ESV to speak evil of no one, to avoid quarreling, to be gentle, and to show perfect courtesy toward all people.
NIV to slander no one, to be peaceable and considerate, and always to be gentle toward everyone.
NASB to slander no one, not to be contentious, to be gentle, showing every consideration for all people.
CSB to slander no one, to avoid fighting, and to be kind, always showing gentleness to all people.
NLT They must not slander anyone and must avoid quarreling. Instead, they should be gentle and show true humility to everyone.
KJV To speak evil of no man, to be no brawlers, but gentle, shewing all meekness unto all men.

What does Titus 3:2 mean?

Verse 2 continues the list of commands Titus is to "remind" believers of. Verse 1 included three commands; verse 2 adds four more. First, believers are not to gossip or tear others down with words.

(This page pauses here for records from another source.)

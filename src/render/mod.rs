pub mod canvas;
pub mod skeleton;
#[cfg(feature = "desktop")]
pub mod window;

pub use canvas::Canvas;
pub use skeleton::{draw_overlay, OverlayFlags, POSE_CONNECTIONS};
#[cfg(feature = "desktop")]
pub use minifb::Key;
#[cfg(feature = "desktop")]
pub use window::MinifbRenderer;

Second, they are to avoid arguments—to "be peaceable," or "avoid quarreling." Bickering was a major reason for Paul's concern regarding the churches on Crete. False teachers argued that Christians had to be circumcised and obey the Mosaic Law. This problem was so serious that, in verse 10, Paul instructs that a divisive person be cut off after a second warning.

Third, Christians were to be gentle, from the Greek term epieikeis, meaning "suitable" or "fair-minded." Believers were not to be violent, or hot-tempered, especially church leaders (1 Timothy 3:3; Titus 1:7). Fourth, believers were to extend kindness both to believers and non-believers. This kindness is a trait also described by the Hebrew term hesed (Exodus 15:13; Psalm 13:5), which means "loving-kindness." This is also one of the fruits of the Spirit (Galatians 5:22–23). Jesus likewise spoke of kindness to unbelievers (Matthew 5:16).